What lines in the entries below contain the word "report"? Copy all of them.

*INPUT RECORDS:*
---*---

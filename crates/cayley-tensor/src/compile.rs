//! # Multiplier Compilation
//!
//! Turns a [`SparseTensor`] into a [`CompiledMultiplier`]: a row-compressed
//! term list evaluating `(a ∘ b)_k = Σ a_i · T[i, j, k] · b_j` over dense
//! coefficient vectors.
//!
//! A [`GradeRestriction`] narrows the compiled terms to left and right
//! operands of chosen grades, for callers that know their operands are
//! grade-sparse (a vector times a bivector, say). Terms outside the chosen
//! grades are dropped; the output is still a full-length vector, zero wherever
//! no remaining term lands.
//!
//! Compilation is referentially transparent: equal tensors and restrictions
//! give equal multipliers.

use std::collections::BTreeSet;

use crate::error::TensorError;
use crate::sparse::SparseTensor;

/// Grade filter applied while compiling a multiplier.
#[derive(Debug, Clone, PartialEq, Eq)]
pub struct GradeRestriction {
    grades: Vec<usize>,
    left: Option<BTreeSet<usize>>,
    right: Option<BTreeSet<usize>>,
}

impl GradeRestriction {
    /// A restriction over the given per-index grade list that admits every
    /// grade on both sides.
    pub fn new(grades: &[usize]) -> Self {
        Self {
            grades: grades.to_vec(),
            left: None,
            right: None,
        }
    }

    /// Admit only left operands of these grades.
    pub fn with_left_grades(mut self, grades: impl IntoIterator<Item = usize>) -> Self {
        self.left = Some(grades.into_iter().collect());
        self
    }

    /// Admit only right operands of these grades.
    pub fn with_right_grades(mut self, grades: impl IntoIterator<Item = usize>) -> Self {
        self.right = Some(grades.into_iter().collect());
        self
    }

    /// The per-index grade list.
    pub fn grades(&self) -> &[usize] {
        &self.grades
    }

    fn admits(side: &Option<BTreeSet<usize>>, grade: usize) -> bool {
        side.as_ref().map_or(true, |set| set.contains(&grade))
    }

    fn admits_pair(&self, left: usize, right: usize) -> bool {
        Self::admits(&self.left, self.grades[left]) && Self::admits(&self.right, self.grades[right])
    }
}

#[derive(Debug, Clone, Copy, PartialEq)]
struct Term {
    right: usize,
    result: usize,
    value: f64,
}

/// A bilinear map over dense coefficient vectors.
#[derive(Debug, Clone, PartialEq)]
pub struct CompiledMultiplier {
    dim: usize,
    /// `terms[row_offsets[i]..row_offsets[i + 1]]` are the terms with left index `i`.
    row_offsets: Vec<usize>,
    terms: Vec<Term>,
}

impl CompiledMultiplier {
    /// Compile `tensor`, keeping only the terms `restriction` admits.
    ///
    /// # Errors
    ///
    /// Returns `TensorError::DimensionMismatch` if the restriction's grade
    /// list does not have one grade per tensor index.
    pub fn compile(
        tensor: &SparseTensor,
        restriction: Option<&GradeRestriction>,
    ) -> Result<Self, TensorError> {
        let dim = tensor.dim();
        if let Some(r) = restriction {
            if r.grades.len() != dim {
                return Err(TensorError::DimensionMismatch {
                    expected: dim,
                    found: r.grades.len(),
                });
            }
        }

        let mut row_offsets = vec![0; dim + 1];
        let mut terms = Vec::with_capacity(tensor.nnz());
        // Entries arrive sorted by left index.
        for e in tensor.iter() {
            if restriction.map_or(true, |r| r.admits_pair(e.left, e.right)) {
                terms.push(Term {
                    right: e.right,
                    result: e.result,
                    value: e.value,
                });
                row_offsets[e.left + 1] += 1;
            }
        }
        for i in 0..dim {
            row_offsets[i + 1] += row_offsets[i];
        }

        Ok(Self {
            dim,
            row_offsets,
            terms,
        })
    }

    /// Length of the operand and result vectors.
    pub fn dim(&self) -> usize {
        self.dim
    }

    /// Number of compiled terms.
    pub fn term_count(&self) -> usize {
        self.terms.len()
    }

    /// Multiply two coefficient vectors.
    pub fn multiply(&self, a: &[f64], b: &[f64]) -> Result<Vec<f64>, TensorError> {
        let mut out = vec![0.0; self.dim];
        self.multiply_into(a, b, &mut out)?;
        Ok(out)
    }

    /// Multiply two coefficient vectors into `out`, overwriting it.
    pub fn multiply_into(&self, a: &[f64], b: &[f64], out: &mut [f64]) -> Result<(), TensorError> {
        for v in [a, b, &*out] {
            if v.len() != self.dim {
                return Err(TensorError::DimensionMismatch {
                    expected: self.dim,
                    found: v.len(),
                });
            }
        }

        out.fill(0.0);
        // Every term is summed, so `0 * inf` yields NaN as in the dense product.
        for (i, &x) in a.iter().enumerate() {
            for t in &self.terms[self.row_offsets[i]..self.row_offsets[i + 1]] {
                out[t.result] += x * t.value * b[t.right];
            }
        }
        Ok(())
    }
}
//! # Product Kinds and Grade Masks
//!
//! Every product other than the geometric one is a grade-selected restriction
//! of the geometric product. [`ProductKind::selects`] holds the selection
//! predicates; [`ProductMask`] records where a predicate holds over the index
//! space.
//!
//! ## Grade Predicates
//!
//! With operand grades r (left), s (right) and result grade t:
//!
//! | product          | selected when                  |
//! |------------------|--------------------------------|
//! | geometric        | always                         |
//! | outer            | t == r + s                     |
//! | inner            | t == \|r − s\|, r ≠ 0, s ≠ 0   |
//! | left contraction | t == s − r, s ≥ r              |
//!
//! Scalars never take part in the inner product. These predicates are a
//! compatibility contract: changing them changes every derived coefficient.

use serde::{Deserialize, Serialize};

/// The four products a diagonal-metric table provides.
#[derive(Debug, Clone, Copy, PartialEq, Eq, Hash, PartialOrd, Ord, Serialize, Deserialize)]
#[serde(rename_all = "snake_case")]
pub enum ProductKind {
    /// Full geometric product.
    Geometric,
    /// Outer (wedge) product.
    Outer,
    /// Hestenes inner product.
    Inner,
    /// Left contraction.
    LeftContraction,
}

impl ProductKind {
    /// Every product kind, geometric first.
    pub fn all() -> &'static [ProductKind] {
        &[
            Self::Geometric,
            Self::Outer,
            Self::Inner,
            Self::LeftContraction,
        ]
    }

    /// Stable identifier.
    pub fn as_str(&self) -> &'static str {
        match self {
            Self::Geometric => "geometric",
            Self::Outer => "outer",
            Self::Inner => "inner",
            Self::LeftContraction => "left_contraction",
        }
    }

    /// Whether this product keeps the geometric-product term that maps a
    /// grade-`left` blade and a grade-`right` blade to a grade-`result` blade.
    pub fn selects(&self, left: usize, right: usize, result: usize) -> bool {
        match self {
            Self::Geometric => true,
            Self::Outer => result == left + right,
            Self::Inner => left != 0 && right != 0 && result == left.abs_diff(right),
            Self::LeftContraction => right >= left && result == right - left,
        }
    }
}

impl std::fmt::Display for ProductKind {
    fn fmt(&self, f: &mut std::fmt::Formatter<'_>) -> std::fmt::Result {
        f.write_str(self.as_str())
    }
}

/// A sparse boolean selector over `(left, right, result)` coordinates.
///
/// Stores only the coordinates where the selector is true, sorted.
#[derive(Debug, Clone, PartialEq, Eq, Default)]
pub struct ProductMask {
    selected: Vec<(usize, usize, usize)>,
}

impl ProductMask {
    /// Build a mask from the coordinates it selects.
    pub fn from_coords(coords: impl IntoIterator<Item = (usize, usize, usize)>) -> Self {
        let mut selected: Vec<_> = coords.into_iter().collect();
        if !selected.windows(2).all(|w| w[0] < w[1]) {
            selected.sort_unstable();
            selected.dedup();
        }
        Self { selected }
    }

    /// Whether the coordinate is selected.
    pub fn contains(&self, left: usize, right: usize, result: usize) -> bool {
        self.selected.binary_search(&(left, right, result)).is_ok()
    }

    /// Number of selected coordinates.
    pub fn len(&self) -> usize {
        self.selected.len()
    }

    /// Whether nothing is selected.
    pub fn is_empty(&self) -> bool {
        self.selected.is_empty()
    }

    /// Selected coordinates in sorted order.
    pub fn iter(&self) -> impl Iterator<Item = (usize, usize, usize)> + '_ {
        self.selected.iter().copied()
    }

    /// Whether no coordinate is selected by both masks.
    pub fn is_disjoint(&self, other: &ProductMask) -> bool {
        self.selected
            .iter()
            .all(|&(left, right, result)| !other.contains(left, right, result))
    }
}
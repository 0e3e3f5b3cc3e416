//! Errors raised while obtaining a product table.

use cayley_cache::CacheError;
use cayley_core::MetricError;
use cayley_tensor::TensorError;
use thiserror::Error;

/// Failure to canonicalize, build, restore, or evaluate a product table.
#[derive(Error, Debug)]
pub enum TableError {
    /// The metric was rejected before any construction work.
    #[error("invalid metric: {0}")]
    Metric(#[from] MetricError),

    /// Table construction, compilation, or multiplication failed.
    #[error("product table build failed: {0}")]
    Tensor(#[from] TensorError),

    /// The registry refused the request (e.g. a foreign persisted reference).
    #[error(transparent)]
    Cache(#[from] CacheError),
}
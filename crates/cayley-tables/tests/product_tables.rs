//! # Product Table Caching Tests
//!
//! Exercises the full path from raw metric arguments to cached façades:
//! idempotence, sharing while live, eviction, isolation between product
//! types, and rejection of invalid metrics before anything is cached.

use cayley_cache::{Cached, InstanceRegistry, RegistryStats};
use cayley_core::MetricError;
use cayley_tables::{
    CombinedProductTable, GeometricProductTable, InnerProductTable, LeftContractionProductTable,
    OuterProductTable, TableError,
};
use cayley_tensor::ProductKind;
use proptest::prelude::*;

fn basis(dim: usize, index: usize) -> Vec<f64> {
    let mut v = vec![0.0; dim];
    v[index] = 1.0;
    v
}

#[test]
fn euclidean_plane_layout_and_products() {
    let registry = InstanceRegistry::new();
    let gp = registry.get::<GeometricProductTable>(&[1.0, 1.0]).unwrap();

    let blades = gp.combined().blades();
    assert_eq!(blades.bitmaps(), &[0b00, 0b01, 0b10, 0b11]);

    let e1 = basis(4, 1);
    let e2 = basis(4, 2);
    assert_eq!(gp.multiply(&e1, &e1).unwrap(), basis(4, 0));
    assert_eq!(gp.multiply(&e1, &e2).unwrap(), basis(4, 3));
    assert_eq!(gp.multiply(&e2, &e1).unwrap(), vec![0.0, 0.0, 0.0, -1.0]);
}

#[test]
fn negative_signature_squares_to_minus_one() {
    let registry = InstanceRegistry::new();
    let gp = registry.get::<GeometricProductTable>(&[-1.0]).unwrap();
    let e1 = basis(2, 1);
    assert_eq!(gp.multiply(&e1, &e1).unwrap(), vec![-1.0, 0.0]);
}

#[test]
fn value_equal_arguments_give_equal_tables() {
    let registry = InstanceRegistry::new();
    let a = registry.get::<OuterProductTable>(&[1.0, -1.0, 0.0]).unwrap();
    let b = registry.get::<OuterProductTable>(&[1.0, -1.0, -0.0]).unwrap();
    assert_eq!(a, b);
    assert!(Cached::ptr_eq(&a, &b));

    let elsewhere = InstanceRegistry::new();
    let c = elsewhere.get::<OuterProductTable>(&[1.0, -1.0, 0.0]).unwrap();
    assert_eq!(a, c);
    assert!(!Cached::ptr_eq(&a, &c));
    assert_eq!(a.value(), c.value());
    assert_eq!(a.func(), c.func());
}

#[test]
fn distinct_metrics_give_distinct_tables() {
    let registry = InstanceRegistry::new();
    let a = registry.get::<GeometricProductTable>(&[1.0, 1.0]).unwrap();
    let b = registry.get::<GeometricProductTable>(&[1.0, -1.0]).unwrap();
    assert_ne!(a, b);
    assert_eq!(registry.live_count_of::<GeometricProductTable>(), 2);
    assert_eq!(registry.live_count_of::<CombinedProductTable>(), 2);
}

#[test]
fn evicted_table_is_rebuilt_identically() {
    let registry = InstanceRegistry::new();
    let (value, func) = {
        let lc = registry
            .get::<LeftContractionProductTable>(&[2.0, 1.0, -1.0])
            .unwrap();
        (lc.value().clone(), lc.func().clone())
    };
    assert_eq!(registry.live_count(), 0);

    let again = registry
        .get::<LeftContractionProductTable>(&[2.0, 1.0, -1.0])
        .unwrap();
    assert_eq!(again.value(), &value);
    assert_eq!(again.func(), &func);
}

#[test]
fn facade_keeps_combined_table_alive() {
    let registry = InstanceRegistry::new();
    let metric = cayley_core::Metric::new(&[1.0, 1.0, 1.0]).unwrap();
    let inner = registry.get::<InnerProductTable>(metric.values()).unwrap();
    assert!(registry.contains::<CombinedProductTable>(&metric));

    let combined = registry.get::<CombinedProductTable>(metric.values()).unwrap();
    assert!(Cached::ptr_eq(inner.combined(), &combined));
    drop(combined);
    assert!(registry.contains::<CombinedProductTable>(&metric));

    drop(inner);
    assert!(!registry.contains::<CombinedProductTable>(&metric));
}

#[test]
fn product_types_sharing_a_metric_stay_isolated() {
    let registry = InstanceRegistry::new();
    let outer = registry.get::<OuterProductTable>(&[1.0, 1.0]).unwrap();
    let inner = registry.get::<InnerProductTable>(&[1.0, 1.0]).unwrap();

    assert!(outer != inner);
    assert_eq!(outer.key(), inner.key());
    assert_ne!(outer.stable_digest().unwrap(), inner.stable_digest().unwrap());
    // Outer, inner, and the combined table they share.
    assert_eq!(registry.stats().types, 3);
    assert_eq!(registry.live_count(), 3);
}

#[test]
fn outer_and_inner_never_share_a_coefficient() {
    let registry = InstanceRegistry::new();
    let combined = registry
        .get::<CombinedProductTable>(&[1.0, -1.0, 1.0, 0.0])
        .unwrap();
    let outer = combined.tensor(ProductKind::Outer);
    let inner = combined.tensor(ProductKind::Inner);
    for e in outer.iter() {
        assert_eq!(inner.get(e.left, e.right, e.result), 0.0);
    }
}

#[test]
fn non_finite_metric_is_rejected_before_caching() {
    let registry = InstanceRegistry::new();
    let err = registry
        .get::<GeometricProductTable>(&[1.0, f64::NAN])
        .unwrap_err();
    assert!(matches!(
        err,
        TableError::Metric(MetricError::NonFinite { position: 1, .. })
    ));
    assert_eq!(registry.stats(), RegistryStats::default());
}

#[test]
fn oversized_metric_is_rejected_before_caching() {
    let registry = InstanceRegistry::new();
    let err = registry
        .get::<CombinedProductTable>(&[1.0; 13])
        .unwrap_err();
    assert!(matches!(
        err,
        TableError::Metric(MetricError::TooManyGenerators { count: 13, .. })
    ));
    assert_eq!(registry.stats(), RegistryStats::default());
}

#[test]
fn concurrent_requests_observe_equal_tables() {
    let registry = InstanceRegistry::new();
    let tables: Vec<_> = std::thread::scope(|scope| {
        let workers: Vec<_> = (0..4)
            .map(|_| scope.spawn(|| registry.get::<GeometricProductTable>(&[1.0, 1.0, 1.0])))
            .collect();
        workers
            .into_iter()
            .map(|w| w.join().unwrap().unwrap())
            .collect()
    });
    for t in &tables {
        assert_eq!(t, &tables[0]);
        assert_eq!(t.value(), tables[0].value());
    }
}

#[test]
fn reset_isolates_later_requests() {
    let registry = InstanceRegistry::new();
    let before = registry.get::<GeometricProductTable>(&[1.0]).unwrap();
    registry.reset();
    assert_eq!(registry.live_count(), 0);

    let after = registry.get::<GeometricProductTable>(&[1.0]).unwrap();
    assert_eq!(before, after);
    assert!(!Cached::ptr_eq(&before, &after));
}

fn metric_entry() -> impl Strategy<Value = f64> {
    prop_oneof![Just(1.0), Just(-1.0), Just(0.0), -4.0..4.0f64]
}

proptest! {
    #[test]
    fn geometric_product_is_associative(
        metric in prop::collection::vec(metric_entry(), 3),
        a in prop::collection::vec(-3i8..=3, 8),
        b in prop::collection::vec(-3i8..=3, 8),
        c in prop::collection::vec(-3i8..=3, 8),
    ) {
        let registry = InstanceRegistry::new();
        let gp = registry.get::<GeometricProductTable>(&metric).unwrap();
        let to_f64 = |v: &[i8]| v.iter().map(|&x| f64::from(x)).collect::<Vec<_>>();
        let (a, b, c) = (to_f64(&a), to_f64(&b), to_f64(&c));

        let left = gp.multiply(&gp.multiply(&a, &b).unwrap(), &c).unwrap();
        let right = gp.multiply(&a, &gp.multiply(&b, &c).unwrap()).unwrap();
        for (l, r) in left.iter().zip(&right) {
            prop_assert!((l - r).abs() <= 1e-9 * (1.0 + l.abs().max(r.abs())));
        }
    }

    #[test]
    fn outer_product_is_antisymmetric_on_vectors(
        metric in prop::collection::vec(metric_entry(), 3),
        i in 1usize..=3,
        j in 1usize..=3,
    ) {
        let registry = InstanceRegistry::new();
        let op = registry.get::<OuterProductTable>(&metric).unwrap();
        let (u, v) = (basis(8, i), basis(8, j));
        let uv = op.multiply(&u, &v).unwrap();
        let vu = op.multiply(&v, &u).unwrap();
        for (x, y) in uv.iter().zip(&vu) {
            prop_assert_eq!(*x, -*y);
        }
    }
}
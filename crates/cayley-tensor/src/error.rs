//! Errors raised while building or evaluating product tensors.

use cayley_core::MetricError;
use thiserror::Error;

/// Failure inside table construction, derivation, or multiplication.
#[derive(Error, Debug, Clone, PartialEq)]
pub enum TensorError {
    /// The metric does not fit the blade index.
    #[error("metric rejected: {0}")]
    Metric(#[from] MetricError),

    /// A coefficient vector or grade list has the wrong length.
    #[error("expected length {expected}, found {found}")]
    DimensionMismatch {
        /// Required length (2^N).
        expected: usize,
        /// Supplied length.
        found: usize,
    },

    /// A tensor coordinate lies outside the tensor shape.
    #[error("index {index} out of range for dimension {dim}")]
    IndexOutOfRange {
        /// Offending coordinate.
        index: usize,
        /// Tensor dimension along every axis.
        dim: usize,
    },

    /// A product produced a bitmask the blade index does not know.
    #[error("no blade with bitmap {bitmap:#b}")]
    UnknownBlade {
        /// The unmapped bitmask.
        bitmap: u32,
    },
}
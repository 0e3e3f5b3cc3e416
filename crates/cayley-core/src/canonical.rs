//! # Canonical Serialization — JCS-Compatible Byte Production
//!
//! This module defines `CanonicalBytes`, the sole construction path for bytes
//! used in stable digest computation over cache keys.
//!
//! ## Invariant
//!
//! The `CanonicalBytes` newtype has a private inner field. The only way to
//! construct it is through `CanonicalBytes::new()`, which serializes to a JSON
//! value tree and renders it as RFC 8785 (JSON Canonicalization Scheme) text:
//! sorted keys, compact separators, ECMAScript number formatting.
//!
//! ECMAScript number formatting matters for metric keys: `1.0` and `1` both
//! render as `1`, and `-0.0` renders as `0`, so two value-equal metrics always
//! produce identical bytes regardless of how their entries were spelled.
//!
//! Non-finite floats serialize to `null` in `serde_json`; callers must reject
//! them before canonicalizing. [`Metric`](crate::Metric) does so at
//! construction.

use serde::Serialize;
use serde_json::Value;

use crate::error::CanonicalizationError;

/// Bytes produced exclusively by JCS canonicalization.
///
/// # Invariants
///
/// - The only constructor is `CanonicalBytes::new()`.
/// - Object keys are sorted, separators are compact.
/// - Tuples and sequences are JSON arrays.
/// - Numbers use the shortest round-tripping ECMAScript form.
#[derive(Debug, Clone, PartialEq, Eq, Hash)]
pub struct CanonicalBytes(Vec<u8>);

impl CanonicalBytes {
    /// Construct canonical bytes from any serializable value.
    ///
    /// # Errors
    ///
    /// Returns `CanonicalizationError::SerializationFailed` if the value cannot
    /// be represented as JSON (for example, a map with non-string keys).
    pub fn new(obj: &impl Serialize) -> Result<Self, CanonicalizationError> {
        let value = serde_json::to_value(obj)?;
        let bytes = serialize_canonical(&value)?;
        Ok(Self(bytes))
    }

    /// Access the canonical bytes for digest computation.
    pub fn as_bytes(&self) -> &[u8] {
        &self.0
    }

    /// Returns the length of the canonical byte sequence.
    pub fn len(&self) -> usize {
        self.0.len()
    }

    /// Returns true if the canonical byte sequence is empty.
    pub fn is_empty(&self) -> bool {
        self.0.is_empty()
    }
}

impl AsRef<[u8]> for CanonicalBytes {
    fn as_ref(&self) -> &[u8] {
        &self.0
    }
}

fn serialize_canonical(value: &Value) -> Result<Vec<u8>, CanonicalizationError> {
    let s = serde_jcs::to_string(value)?;
    Ok(s.into_bytes())
}
//! Session audit log.
//!
//! The audit log is the "black box" recording of an interview session. Every
//! component appends timestamped events to it; nothing is ever rewritten or
//! reordered. Insertion order is the only total order in the system and the
//! final report timeline is derived from it.

use serde::{Deserialize, Serialize};
use std::sync::Mutex;

/// Well-known event kinds recorded by the session components.
///
/// Kinds are plain strings on the wire so collaborators can add their own,
/// but everything the report pipeline keys on is listed here.
pub mod kind {
    pub const SESSION_START: &str = "SESSION_START";
    pub const SESSION_END: &str = "SESSION_END";
    pub const INTERVIEW_START: &str = "INTERVIEW_START";
    pub const INTERVIEW_END: &str = "INTERVIEW_END";
    pub const TRANSCRIPT: &str = "TRANSCRIPT";
    pub const CRISIS_TRIGGERED: &str = "CRISIS_TRIGGERED";
    pub const INTERRUPTION: &str = "INTERRUPTION";
    pub const BAIT_OFFERED: &str = "BAIT_OFFERED";
    pub const EVALUATION_COMPLETE: &str = "EVALUATION_COMPLETE";
    pub const EVALUATION_PARSE_ERROR: &str = "EVALUATION_PARSE_ERROR";
    pub const EVALUATION_FAILED: &str = "EVALUATION_FAILED";
    pub const TIMER_CANCELLED: &str = "TIMER_CANCELLED";
    pub const TIME_WARNING: &str = "TIME_WARNING";
    pub const GOVERNOR_TRIGGERED: &str = "GOVERNOR_TRIGGERED";
}

/// A single immutable entry in the session timeline.
#[derive(Debug, Clone, PartialEq, Serialize, Deserialize)]
pub struct AuditEvent {
    /// Unix timestamp in seconds (fractional).
    pub timestamp: f64,
    /// Which component produced the event (e.g. "Candidate", "MoleAgent").
    pub actor: String,
    /// Event kind, usually one of [`kind`].
    pub kind: String,
    /// Human-readable details.
    pub details: String,
    /// Structured payload for downstream analysis.
    #[serde(default)]
    pub metadata: serde_json::Map<String, serde_json::Value>,
}

/// Centralized, append-only logger for a single interview session.
///
/// Logging is best-effort and infallible: a poisoned lock is recovered rather
/// than propagated, so no caller can crash on a log call. External
/// persistence is a collaborator concern; this log lives in memory for the
/// lifetime of the session.
pub struct AuditLog {
    session_id: String,
    candidate_id: String,
    started_at: f64,
    events: Mutex<Vec<AuditEvent>>,
}

impl AuditLog {
    /// Creates a new audit log for the given session.
    pub fn new(session_id: impl Into<String>, candidate_id: impl Into<String>) -> Self {
        Self {
            session_id: session_id.into(),
            candidate_id: candidate_id.into(),
            started_at: now_unix(),
            events: Mutex::new(Vec::new()),
        }
    }

    /// Returns the session identifier.
    pub fn session_id(&self) -> &str {
        &self.session_id
    }

    /// Returns the candidate identifier.
    pub fn candidate_id(&self) -> &str {
        &self.candidate_id
    }

    /// Unix timestamp at which this log (and so the session) was created.
    pub fn started_at(&self) -> f64 {
        self.started_at
    }

    /// Records an event in the session timeline.
    pub fn log(&self, actor: &str, kind: &str, details: impl Into<String>) {
        self.push(AuditEvent {
            timestamp: now_unix(),
            actor: actor.to_string(),
            kind: kind.to_string(),
            details: details.into(),
            metadata: serde_json::Map::new(),
        });
    }

    /// Records an event with a structured metadata payload.
    ///
    /// Non-object metadata values are wrapped under a `"value"` key so the
    /// entry shape stays uniform.
    pub fn log_with_metadata(
        &self,
        actor: &str,
        kind: &str,
        details: impl Into<String>,
        metadata: serde_json::Value,
    ) {
        let metadata = match metadata {
            serde_json::Value::Object(map) => map,
            other => {
                let mut map = serde_json::Map::new();
                map.insert("value".to_string(), other);
                map
            }
        };
        self.push(AuditEvent {
            timestamp: now_unix(),
            actor: actor.to_string(),
            kind: kind.to_string(),
            details: details.into(),
            metadata,
        });
    }

    /// Exports a stable snapshot of all events in insertion order.
    pub fn export(&self) -> Vec<AuditEvent> {
        self.lock().clone()
    }

    /// Number of events recorded so far.
    pub fn len(&self) -> usize {
        self.lock().len()
    }

    /// Whether any events have been recorded.
    pub fn is_empty(&self) -> bool {
        self.lock().is_empty()
    }

    fn push(&self, event: AuditEvent) {
        self.lock().push(event);
    }

    fn lock(&self) -> std::sync::MutexGuard<'_, Vec<AuditEvent>> {
        // A poisoned lock only means a panic happened mid-append elsewhere;
        // the vector itself is still usable.
        self.events.lock().unwrap_or_else(|e| e.into_inner())
    }
}

/// Current unix time in fractional seconds.
pub fn now_unix() -> f64 {
    let now = chrono::Utc::now();
    now.timestamp() as f64 + f64::from(now.timestamp_subsec_millis()) / 1000.0
}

---*---

*REPLY TO THE TASK:*
//! final report timeline is derived from it.
/// but everything the report pipeline keys on is listed here.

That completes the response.